The new discovery also unearthed fossils of plants that may be new to science and revealed evidence of prehistoric forest fires.
Scientists date the specimens to nearly 315 million years ago, according to initial findings presented last month at the regional meeting of the Geological Society of America in Lawrence, Kan.
"I've never seen anything like this before," said Roy Plotnick, a paleontologist at the University of Illinois at Chicago who discovered the cave with students on a field trip to a site two hours outside of Chicago. "The limestone that forms the cave is 450 million years old, but that's not the interesting part of the cave. The preservation inside the cave is what's fascinating."
What is of interest to Plotnick and his colleagues are the well-preserved bits of plants and insects that have been cushioned in the cave and protected from the elements.
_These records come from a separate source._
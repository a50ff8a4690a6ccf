//! Byte source adapters
//!
//! The engine never touches container formats; a byte source hands it raw
//! elementary-stream bytes, in full or by byte range. Fetches are idempotent
//! reads with no side effects, so a request may safely be re-issued.

use std::io::SeekFrom;
use std::path::PathBuf;

use bytes::Bytes;
use serde::{Deserialize, Serialize};
use tokio::fs;
use tokio::io::{AsyncReadExt, AsyncSeekExt};

use crate::error::SourceError;

/// Requested byte window. A missing `end` means "through end of stream";
/// an `end` beyond the stream is clamped, not an error.
#[derive(Debug, Clone, Copy, PartialEq, Eq, Serialize, Deserialize)]
#[serde(rename_all = "camelCase")]
pub struct ByteRange {
    pub start: u64,
    #[serde(default)]
    pub end: Option<u64>,
}

impl ByteRange {
    /// Resolve against a concrete stream size into `[start, end)`.
    pub fn resolve(&self, total_size: u64) -> Result<(u64, u64), SourceError> {
        if self.start >= total_size {
            return Err(SourceError::Range(format!(
                "start {} is beyond stream end {}",
                self.start, total_size
            )));
        }
        if let Some(end) = self.end {
            if self.start > end {
                return Err(SourceError::Range(format!(
                    "start {} is past end {}",
                    self.start, end
                )));
            }
        }
        let end = self.end.map_or(total_size, |e| e.min(total_size));
        Ok((self.start, end))
    }
}

/// Adapter over whatever holds the elementary stream.
#[allow(async_fn_in_trait)]
pub trait ByteSource {
    /// Total size in bytes of the selected stream.
    async fn total_size(&self) -> Result<u64, SourceError>;

    /// Fetch the whole stream, or exactly the resolved slice of it.
    async fn fetch(&self, range: Option<&ByteRange>) -> Result<Bytes, SourceError>;
}

/// File-backed byte source; the path acts as the stream selector.
pub struct FileByteSource {
    path: PathBuf,
}

impl FileByteSource {
    pub fn new(path: impl Into<PathBuf>) -> Self {
        Self { path: path.into() }
    }

    fn map_io(&self, err: std::io::Error) -> SourceError {
        if err.kind() == std::io::ErrorKind::NotFound {
            SourceError::StreamNotFound(self.path.display().to_string())
        } else {
            SourceError::Storage(err)
        }
    }
}

impl ByteSource for FileByteSource {
    async fn total_size(&self) -> Result<u64, SourceError> {
        let meta = fs::metadata(&self.path).await.map_err(|e| self.map_io(e))?;
        Ok(meta.len())
    }

    async fn fetch(&self, range: Option<&ByteRange>) -> Result<Bytes, SourceError> {
        match range {
            None => {
                let data = fs::read(&self.path).await.map_err(|e| self.map_io(e))?;
                Ok(Bytes::from(data))
            }
            Some(r) => {
                let total = self.total_size().await?;
                let (start, end) = r.resolve(total)?;
                let mut file = fs::File::open(&self.path)
                    .await
                    .map_err(|e| self.map_io(e))?;
                file.seek(SeekFrom::Start(start)).await?;
                let mut buf = vec![0u8; (end - start) as usize];
                file.read_exact(&mut buf).await?;
                Ok(Bytes::from(buf))
            }
        }
    }
}

/// In-memory byte source for embedding and tests.
pub struct MemoryByteSource {
    data: Bytes,
}

impl MemoryByteSource {
    pub fn new(data: impl Into<Bytes>) -> Self {
        Self { data: data.into() }
    }
}

impl ByteSource for MemoryByteSource {
    async fn total_size(&self) -> Result<u64, SourceError> {
        Ok(self.data.len() as u64)
    }

    async fn fetch(&self, range: Option<&ByteRange>) -> Result<Bytes, SourceError> {
        match range {
            None => Ok(self.data.clone()),
            Some(r) => {
                let (start, end) = r.resolve(self.data.len() as u64)?;
                Ok(self.data.slice(start as usize..end as usize))
            }
        }
    }
}

#[cfg(test)]
mod tests {
    use super::*;

    #[test]
    fn resolve_clamps_end_to_stream_size() {
        let range = ByteRange { start: 10, end: Some(1_000_000) };
        assert_eq!(range.resolve(100).unwrap(), (10, 100));
    }

    #[test]
    fn resolve_open_end_runs_to_stream_end() {
        let range = ByteRange { start: 0, end: None };
        assert_eq!(range.resolve(42).unwrap(), (0, 42));
    }

    #[test]
    fn resolve_rejects_start_beyond_end_of_stream() {
        let range = ByteRange { start: 100, end: None };
        assert!(matches!(range.resolve(100), Err(SourceError::Range(_))));
    }

    #[test]
    fn resolve_rejects_inverted_range() {
        let range = ByteRange { start: 50, end: Some(10) };
        assert!(matches!(range.resolve(100), Err(SourceError::Range(_))));
    }

    #[tokio::test]
    async fn memory_source_slices_exactly() {
        let src = MemoryByteSource::new(vec![0u8, 1, 2, 3, 4, 5]);
        let range = ByteRange { start: 2, end: Some(4) };
        let got = src.fetch(Some(&range)).await.unwrap();
        assert_eq!(&got[..], &[2, 3]);
    }

    #[tokio::test]
    async fn missing_file_is_stream_not_found() {
        let src = FileByteSource::new("/nonexistent/stream.h264");
        assert!(matches!(
            src.total_size().await,
            Err(SourceError::StreamNotFound(_))
        ));
    }
}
Much of the biological treasure is preserved as charcoal, which researchers assume is a sign that the ancient trees were burned in fires.
"This is a glimpse into a new window to the past," said Royal Holloway University of London paleobotonist Andrew Scott, who is researching samples from the cave.
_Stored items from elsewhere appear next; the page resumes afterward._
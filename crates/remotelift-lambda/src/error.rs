//! Lambda transport error types

use remotelift_core::ProxyError;
use thiserror::Error;

/// Lambda transport errors
#[derive(Error, Debug)]
pub enum LambdaError {
    #[error("no lambda function configured: set REMOTELIFT_LAMBDA or pass a function name")]
    MissingFunction,

    #[error("region is required when the lambda function is not an ARN")]
    MissingRegion,

    #[error("lambda invocation failed: {0}")]
    Invoke(String),

    #[error("lambda returned a function error: {0}")]
    Function(String),

    #[error("failed to decode lambda reply: {0}")]
    Json(#[from] serde_json::Error),
}

impl From<LambdaError> for ProxyError {
    fn from(err: LambdaError) -> Self {
        ProxyError::Invoke(err.to_string())
    }
}

pub type Result<T> = std::result::Result<T, LambdaError>;
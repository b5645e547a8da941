//! Planning-time replacement decision

use crate::lifecycle::{LifecycleProxy, ResourceInput};
use remotelift_core::{
    Action, InvokeRequest, InvokeResponse, RemoteInvoker, Result, args, store,
};
use serde_json::Value;

/// Outcome of a replacement check.
///
/// When `replace` is true the host engine must mark the resource's argument
/// set for forced replacement (destroy, then recreate), surfacing `reason`
/// to the operator.
#[derive(Debug, Clone, Default, PartialEq, Eq)]
pub struct ReplaceDecision {
    pub replace: bool,
    pub reason: String,
}

impl<I: RemoteInvoker> LifecycleProxy<I> {
    /// Ask the remote function whether the proposed arguments force a
    /// replacement.
    ///
    /// The decision policy belongs entirely to the remote function; the
    /// proxy only carries the previous arguments as `state` and the new ones
    /// as `args`. A brand-new resource (no prior arguments) is never a
    /// replacement and triggers no remote call.
    pub async fn decide_replacement(&self, input: &ResourceInput) -> Result<ReplaceDecision> {
        self.decide_replacement_inner(input)
            .await
            .map_err(|err| err.for_action(Action::Diff))
    }

    async fn decide_replacement_inner(&self, input: &ResourceInput) -> Result<ReplaceDecision> {
        if prior_is_trivial(&input.prior_args) {
            tracing::debug!("skipping remote diff: no previous state, this is a create");
            return Ok(ReplaceDecision::default());
        }

        let proposed = args::merge_args(&input.args)?;
        // Unlike the lifecycle actions, unparseable prior args are fatal
        // here: a diff against a wrong baseline could silently skip a
        // required replacement.
        let previous = args::merge_args(&input.prior_args)?;
        let decoded = store::decode(&input.store);

        let mut request = InvokeRequest::new(Action::Diff, proposed).with_state(previous);
        if !decoded.is_empty() {
            request = request.with_store(decoded);
        }

        let payload = self.invoker().invoke(&request).await?;
        let response = InvokeResponse::from_payload(&payload)?;
        if response.replace {
            tracing::info!("remote function requested replacement: {}", response.reason);
        }
        Ok(ReplaceDecision {
            replace: response.replace,
            reason: response.reason,
        })
    }
}

/// Prior arguments that mean "this resource has never existed".
fn prior_is_trivial(prior_args: &Value) -> bool {
    match prior_args {
        Value::Null => true,
        Value::String(text) => text.is_empty() || text == "{}",
        Value::Object(map) => map.is_empty(),
        Value::Array(fragments) => fragments.is_empty(),
        _ => false,
    }
}

#[cfg(test)]
mod tests {
    use super::*;
    use serde_json::json;

    #[test]
    fn trivial_prior_args() {
        assert!(prior_is_trivial(&Value::Null));
        assert!(prior_is_trivial(&json!("")));
        assert!(prior_is_trivial(&json!("{}")));
        assert!(prior_is_trivial(&json!({})));
        assert!(prior_is_trivial(&json!([])));
        assert!(!prior_is_trivial(&json!({"a": 1})));
        assert!(!prior_is_trivial(&json!([r#"{"a": 1}"#])));
    }
}
//! Shared error types for the lifecycle proxy

use crate::envelope::Action;
use thiserror::Error;

/// Which side of the remote contract a schema applies to.
#[derive(Debug, Clone, Copy, PartialEq, Eq)]
pub enum SchemaSide {
    /// The merged arguments sent to the remote function.
    Request,
    /// The `result` object returned by the remote function.
    Response,
}

impl std::fmt::Display for SchemaSide {
    fn fmt(&self, f: &mut std::fmt::Formatter<'_>) -> std::fmt::Result {
        match self {
            SchemaSide::Request => write!(f, "request"),
            SchemaSide::Response => write!(f, "response"),
        }
    }
}

/// Lifecycle proxy errors
#[derive(Error, Debug)]
pub enum ProxyError {
    #[error("failed to parse arguments: {0}")]
    Parse(String),

    #[error("schema fetch failed: {0}")]
    SchemaFetch(String),

    #[error("{side} failed schema validation:\n- {}", .violations.join("\n- "))]
    Validation {
        side: SchemaSide,
        violations: Vec<String>,
    },

    #[error("remote invocation failed: {0}")]
    Invoke(String),

    #[error("contract violation: {0}")]
    Contract(String),

    #[error("JSON error: {0}")]
    Json(#[from] serde_json::Error),

    #[error("{action}: {source}")]
    Operation {
        action: Action,
        #[source]
        source: Box<ProxyError>,
    },
}

impl ProxyError {
    /// Label an error with the lifecycle action it occurred under.
    ///
    /// Already-labeled errors pass through unchanged so nested calls do not
    /// stack prefixes.
    pub fn for_action(self, action: Action) -> Self {
        match self {
            ProxyError::Operation { .. } => self,
            other => ProxyError::Operation {
                action,
                source: Box::new(other),
            },
        }
    }
}

pub type Result<T> = std::result::Result<T, ProxyError>;
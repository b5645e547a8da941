//! Lifecycle orchestration
//!
//! [`LifecycleProxy`] sequences one resource operation end to end: merge the
//! argument fragments, acquire the (cached) schema pair, validate the request,
//! invoke the remote function, interpret the reply, and decide what mutates
//! the host engine's persisted record. The planning-time replacement check
//! lives beside it in [`diff`].
//!
//! Per-operation state is local; the only thing operations share is the
//! schema cache inside the proxy, so the host engine may run any number of
//! operations against one proxy in parallel.

pub mod diff;
pub mod lifecycle;
pub mod planning;
pub mod record;

// Re-exports
pub use diff::ReplaceDecision;
pub use lifecycle::{LifecycleProxy, ResourceInput};
pub use planning::planning_enabled;
pub use record::ResourceRecord;
//! Lambda invoker configuration

use crate::error::{LambdaError, Result};

/// Environment variable naming the lambda function handling lifecycle calls.
pub const ENV_FUNCTION: &str = "REMOTELIFT_LAMBDA";

/// Environment variable carrying the AWS region when the function is named
/// rather than given as an ARN.
pub const ENV_REGION: &str = "AWS_REGION";

/// Where and how to reach the remote function.
#[derive(Debug, Clone, PartialEq, Eq)]
pub struct LambdaConfig {
    /// Function name or full ARN.
    pub function: String,
    /// AWS region; may be omitted when `function` is an ARN (the ARN carries
    /// its own region).
    pub region: Option<String>,
}

impl LambdaConfig {
    pub fn new(function: impl Into<String>) -> Self {
        Self {
            function: function.into(),
            region: None,
        }
    }

    pub fn with_region(mut self, region: impl Into<String>) -> Self {
        self.region = Some(region.into());
        self
    }

    /// Read the configuration from the environment.
    pub fn from_env() -> Result<Self> {
        let function = std::env::var(ENV_FUNCTION)
            .ok()
            .filter(|value| !value.is_empty())
            .ok_or(LambdaError::MissingFunction)?;
        let region = std::env::var(ENV_REGION)
            .ok()
            .filter(|value| !value.is_empty());
        Self { function, region }.validated()
    }

    pub fn is_arn(&self) -> bool {
        self.function.starts_with("arn:")
    }

    /// Check the region rule: a bare function name needs an explicit region.
    pub fn validated(self) -> Result<Self> {
        if !self.is_arn() && self.region.is_none() {
            return Err(LambdaError::MissingRegion);
        }
        Ok(self)
    }
}

#[cfg(test)]
mod tests {
    use super::*;

    #[test]
    fn arn_needs_no_region() {
        let config = LambdaConfig::new("arn:aws:lambda:eu-west-1:123456789012:function:lift");
        assert!(config.is_arn());
        assert!(config.validated().is_ok());
    }

    #[test]
    fn bare_name_requires_a_region() {
        let err = LambdaConfig::new("lift").validated().unwrap_err();
        assert!(matches!(err, LambdaError::MissingRegion));

        let config = LambdaConfig::new("lift").with_region("eu-west-1");
        assert!(config.validated().is_ok());
    }

    #[test]
    fn from_env_reads_both_variables() {
        temp_env::with_vars(
            [(ENV_FUNCTION, Some("lift")), (ENV_REGION, Some("eu-west-1"))],
            || {
                let config = LambdaConfig::from_env().unwrap();
                assert_eq!(config.function, "lift");
                assert_eq!(config.region.as_deref(), Some("eu-west-1"));
            },
        );
    }

    #[test]
    fn from_env_without_function_fails() {
        temp_env::with_vars([(ENV_FUNCTION, None::<&str>), (ENV_REGION, None)], || {
            let err = LambdaConfig::from_env().unwrap_err();
            assert!(matches!(err, LambdaError::MissingFunction));
        });
    }
}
Additional details of the most fascinating discoveries in the cave include:
— Needles of a conifer tree, 2 million years older than any conifer previously described
— Nearly pristine plant spores of lycopods , the main coal-forming plants of the period
— Evidence of a general drying trend in the area.
The cave, which geologists estimate runs underground for miles, could provide scientists with years of research material.
Plotnick's cave is one of two recent sightings of ancient plants in Illinois.
A coal mine near Danville, detailed in the May issue of the journal Geology, houses a 300-million-year-old fossilized forest .
While the mine is filled with evidence of ancient wetlands, the cave also holds biological deposits from dryer environments that appear to be about 3 million years older than the plant fossils found in the mine.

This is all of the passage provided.